### What to do
Please copy exactly the lines that run from the start of the entries to the line containing "fn remove_alias(&self, alias: &str)", inclusive.

### Task data
impl AliasRegistry for Container {
    fn register_alias(&self, name: &str, alias: &str) -> Result<()> {
        if self.singletons.manual_type(alias).is_some() {
            return Err(ContainerError::AliasConflict {
                alias: alias.to_string(),
                reason: "a singleton is registered under that name".into(),
            });
        }
        self.store
            .register_alias(name, alias, self.settings.allow_alias_overriding)
    }

    fn remove_alias(&self, alias: &str) -> Result<()> {
        self.store.remove_alias(alias)
    }

    fn is_alias(&self, name: &str) -> bool {
        self.store.is_alias(name)
    }

    fn aliases(&self, name: &str) -> Vec<String> {
        self.store.aliases(name)
    }
}

impl BeanDefinitionRegistry for Container {
    fn register_bean_definition(&self, name: &str, definition: BeanDefinition) -> Result<()> {
        let overridable = self.is_bean_definition_overridable(name);

        if self.singletons.manual_type(name).is_some() {
            if !overridable {
                return Err(ContainerError::DefinitionOverride(
                    crate::error::DefinitionOverrideError { name: name.to_string() },
                ));
            }
            debug!(bean = %name, "Definition replaces registered singleton object");
        }

        let previous = self.store.register(
            name,
            definition,
            overridable,
            self.settings.allow_alias_overriding,
        )?;
        if previous.is_some() {
            info!(bean = %name, "Overriding bean definition");
        }

        self.reset_definition(name);
        Ok(())
    }

    fn remove_bean_definition(&self, name: &str) -> Result<()> {
        self.store.remove(name)?;
        self.reset_definition(name);
        Ok(())
    }

    fn get_bean_definition(&self, name: &str) -> Result<Arc<BeanDefinition>> {
        let canonical = self.store.canonical_name(name);
        self.store
            .get(&canonical)
            .ok_or_else(|| self.store.not_found(name, None))
    }

    fn contains_bean_definition(&self, name: &str) -> bool {
        self.store.contains(name)
    }

    fn bean_definition_names(&self) -> Vec<String> {
        self.store.names()
    }

    fn bean_definition_count(&self) -> usize {
        self.store.count()
    }

    fn is_bean_definition_overridable(&self, name: &str) -> bool {
        self.settings.allow_bean_definition_overriding
            && self.overridable_if.as_ref().is_none_or(|predicate| predicate(name))
    }

    fn is_bean_name_in_use(&self, name: &str) -> bool {
        self.store.is_name_in_use(name)
            || self.singletons.manual_type(name).is_some()
            || !self.graph.dependents_of(name).is_empty()
    }
}

impl fmt::Debug for Container {
    fn fmt(&self, f: &mut fmt::Formatter<'_>) -> fmt::Result {
        let mut scopes: Vec<&String> = self.scopes.keys().collect();
        scopes.sort();
        f.debug_struct("Container")
            .field("definitions", &self.store.count())
            .field("singletons", &self.singletons.created_names_in_order().len())
            .field("post_processors", &self.pipeline.len())
            .field("scopes", &scopes)
            .field("refreshed", &self.is_refreshed())
            .finish()
    }
}

/// Convenient re-exports for building and using a container.
pub mod prelude {
    pub use crate::bean::{Bean, BeanRef, Injected};
    pub use crate::class::{Args, BeanClass, Dependency};
    pub use crate::container::{Container, ContainerBuilder};
    pub use crate::definition::{BeanDefinition, BeanKind, Resolver, Role, ValueSpec};
    pub use crate::error::{ContainerError, Result};
    pub use crate::key::TypeKey;
    pub use crate::merge::MergedDefinition;
    pub use crate::processor::{BeanPostProcessor, Flow, Step};
    pub use crate::provider::{AliasRegistry, BeanDefinitionRegistry, DefinitionProvider};
    pub use crate::scope::{Scope, ScopeHandler};
    pub use crate::settings::ContainerSettings;
}
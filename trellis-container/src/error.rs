//! Error types for container operations.
//!
//! Every error names the bean it concerns and, where it helps, carries a
//! hint about the usual fix. Errors are `Clone` so that a failed singleton
//! can hand the same failure to every later caller.

use std::fmt;
use std::sync::Arc;

use trellis_support::rendering::{render_chain, render_names};

/// Main error type for all container operations.
#[derive(Debug, Clone, thiserror::Error)]
pub enum ContainerError {
    /// Definition is structurally unusable; rejected at registration.
    #[error("Invalid bean definition '{name}': {reason}")]
    InvalidDefinition { name: String, reason: String },

    /// Name collision while overriding is not allowed.
    #[error("{}", .0)]
    DefinitionOverride(DefinitionOverrideError),

    /// Lookup of an unregistered bean, parent or dependency name.
    #[error("{}", .0)]
    NotFound(NotFoundError),

    /// A parent-definition chain revisits itself.
    #[error("Cyclic parent definitions: {}", render_chain(.chain))]
    CyclicParent { chain: Vec<String> },

    /// Dependency cycle that early references could not break.
    #[error("{}", .0)]
    CircularReference(CircularReferenceError),

    /// No constructor of the bean could be satisfied.
    #[error("No resolvable constructor for bean '{bean}': {reason}")]
    NoResolvableConstructor { bean: String, reason: String },

    /// Several constructors are equally satisfiable.
    #[error("Ambiguous constructors for bean '{bean}': {}", render_names(.candidates))]
    AmbiguousConstructor { bean: String, candidates: Vec<String> },

    /// A required constructor parameter or property has no value.
    #[error("Unsatisfied dependency of bean '{bean}' through {dependency}: {reason}")]
    UnsatisfiedDependency {
        bean: String,
        dependency: String,
        reason: String,
    },

    /// Type-based lookup found nothing.
    #[error("No bean of type {type_name} is defined")]
    NoSuchBean { type_name: &'static str },

    /// Type-based lookup found several beans and none is primary.
    #[error(
        "Expected a single bean of type {type_name} but found {}: {}",
        .candidates.len(),
        render_names(.candidates)
    )]
    AmbiguousBean {
        type_name: &'static str,
        candidates: Vec<String>,
    },

    /// Alias registration clashes with a bean name or another alias.
    #[error("Cannot register alias '{alias}': {reason}")]
    AliasConflict { alias: String, reason: String },

    /// Abstract definitions only serve as parents.
    #[error("Bean '{name}' is abstract and cannot be instantiated")]
    AbstractBean { name: String },

    /// The definition names a scope that has no registered handler.
    #[error("No scope handler registered for scope '{scope}' of bean '{bean}'")]
    UnknownScope { bean: String, scope: String },

    /// An early reference was dereferenced before its bean finished.
    #[error("Bean '{name}' is currently in creation and not yet available")]
    BeanNotReady { name: String },

    /// A bean or value did not have the expected type.
    #[error("Bean '{name}' is not of the expected type {expected}")]
    TypeMismatch { name: String, expected: &'static str },

    /// A constructor, factory method, setter or callback failed.
    #[error("Failed to construct bean '{bean}': {source}")]
    Construction {
        bean: String,
        #[source]
        source: Arc<dyn std::error::Error + Send + Sync>,
    },

    /// `refresh()` may only run once per container.
    #[error("Container does not support multiple refresh attempts: just call refresh() once")]
    AlreadyRefreshed,
}

impl ContainerError {
    /// Wraps an arbitrary failure raised while building `bean`.
    ///
    /// Use this inside constructors and callbacks to report your own errors.
    pub fn construction(
        bean: impl Into<String>,
        source: impl Into<Box<dyn std::error::Error + Send + Sync>>,
    ) -> Self {
        ContainerError::Construction {
            bean: bean.into(),
            source: Arc::from(source.into()),
        }
    }

    pub(crate) fn invalid(name: impl Into<String>, reason: impl Into<String>) -> Self {
        ContainerError::InvalidDefinition {
            name: name.into(),
            reason: reason.into(),
        }
    }

    pub(crate) fn not_found(name: impl Into<String>) -> Self {
        ContainerError::NotFound(NotFoundError {
            name: name.into(),
            required_by: None,
            suggestions: vec![],
        })
    }

    pub(crate) fn circular(chain: Vec<String>) -> Self {
        ContainerError::CircularReference(CircularReferenceError { chain })
    }

    /// Returns `true` for [`ContainerError::NotFound`].
    pub fn is_not_found(&self) -> bool {
        matches!(self, ContainerError::NotFound(_))
    }

    /// Returns `true` for [`ContainerError::CircularReference`].
    pub fn is_circular_reference(&self) -> bool {
        matches!(self, ContainerError::CircularReference(_))
    }
}

/// A bean, parent or dependency name that is not registered.
///
/// Includes the requesting bean and similarly named beans.
#[derive(Debug, Clone)]
pub struct NotFoundError {
    /// The name that was requested
    pub name: String,
    /// The bean whose definition referenced it (if known)
    pub required_by: Option<String>,
    /// Registered names that look similar
    pub suggestions: Vec<String>,
}

impl fmt::Display for NotFoundError {
    fn fmt(&self, f: &mut fmt::Formatter<'_>) -> fmt::Result {
        write!(f, "No bean named '{}' is defined", self.name)?;

        if let Some(ref parent) = self.required_by {
            write!(f, "\n  Required by: '{parent}'")?;
        }

        if !self.suggestions.is_empty() {
            write!(f, "\n  Did you mean one of:")?;
            for suggestion in &self.suggestions {
                write!(f, "\n    - {suggestion}")?;
            }
        }

        Ok(())
    }
}

/// A dependency cycle between beans.
///
/// Shows the full chain so you can see where the cycle closes.
#[derive(Debug, Clone)]
pub struct CircularReferenceError {
    /// Bean names forming the cycle, first and last entries equal.
    /// Example: ["a", "b", "a"]
    pub chain: Vec<String>,
}

impl fmt::Display for CircularReferenceError {
    fn fmt(&self, f: &mut fmt::Formatter<'_>) -> fmt::Result {
        write!(f, "Circular reference detected:\n  {}", render_chain(&self.chain))?;
        write!(
            f,
            "\n  Hint: Enable allow_circular_references for singletons, or break the cycle with a lazily resolved property"
        )
    }
}

/// Re-registration of an existing bean name while overriding is disabled.
#[derive(Debug, Clone)]
pub struct DefinitionOverrideError {
    pub name: String,
}

impl fmt::Display for DefinitionOverrideError {
    fn fmt(&self, f: &mut fmt::Formatter<'_>) -> fmt::Result {
        write!(
            f,
            "Cannot register bean definition '{}': a definition is already bound to that name",
            self.name,
        )?;
        write!(
            f,
            "\n  Hint: Rename the bean or enable allow_bean_definition_overriding"
        )
    }
}

/// Convenient Result type for container operations.
pub type Result<T> = std::result::Result<T, ContainerError>;

#[cfg(test)]
mod tests {
    use super::*;

    #[test]
    fn not_found_error_display() {
        let err = ContainerError::NotFound(NotFoundError {
            name: "dataSource".into(),
            required_by: Some("userRepository".into()),
            suggestions: vec!["dataSourceProxy".into()],
        });

        let msg = format!("{err}");
        assert!(msg.contains("No bean named 'dataSource'"));
        assert!(msg.contains("Required by: 'userRepository'"));
        assert!(msg.contains("dataSourceProxy"));
    }

    #[test]
    fn circular_reference_error_display() {
        let err = ContainerError::circular(vec!["a".into(), "b".into(), "a".into()]);

        let msg = format!("{err}");
        assert!(msg.contains("Circular"));
        assert!(msg.contains("a → b → a"));
        assert!(err.is_circular_reference());
    }

    #[test]
    fn override_error_display() {
        let err = ContainerError::DefinitionOverride(DefinitionOverrideError { name: "x".into() });
        let msg = format!("{err}");
        assert!(msg.contains("'x'"));
        assert!(msg.contains("allow_bean_definition_overriding"));
    }

    #[test]
    fn construction_error_keeps_source() {
        use std::error::Error as _;

        let err = ContainerError::construction("pool", "connection refused");
        assert!(format!("{err}").contains("connection refused"));
        assert!(err.source().is_some());

        // clones share the source
        let again = err.clone();
        assert_eq!(format!("{again}"), format!("{err}"));
    }

    #[test]
    fn ambiguous_bean_lists_candidates() {
        let err = ContainerError::AmbiguousBean {
            type_name: "Db",
            candidates: vec!["primary".into(), "replica".into()],
        };
        assert!(format!("{err}").contains("found 2: 'primary', 'replica'"));
    }
}
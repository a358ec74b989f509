//! # Trellis Support
//!
//! Shared utilities for the Trellis container crates.
//!
//! This crate provides:
//! - Text rendering for error messages

pub mod rendering;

### Solution for this exercise
impl AliasRegistry for Container {
    fn register_alias(&self, name: &str, alias: &str) -> Result<()> {
        if self.singletons.manual_type(alias).is_some() {
            return Err(ContainerError::AliasConflict {
                alias: alias.to_string(),
                reason: "a singleton is registered under that name".into(),
            });
        }
        self.store
            .register_alias(name, alias, self.settings.allow_alias_overriding)
    }

    fn remove_alias(&self, alias: &str) -> Result<()> {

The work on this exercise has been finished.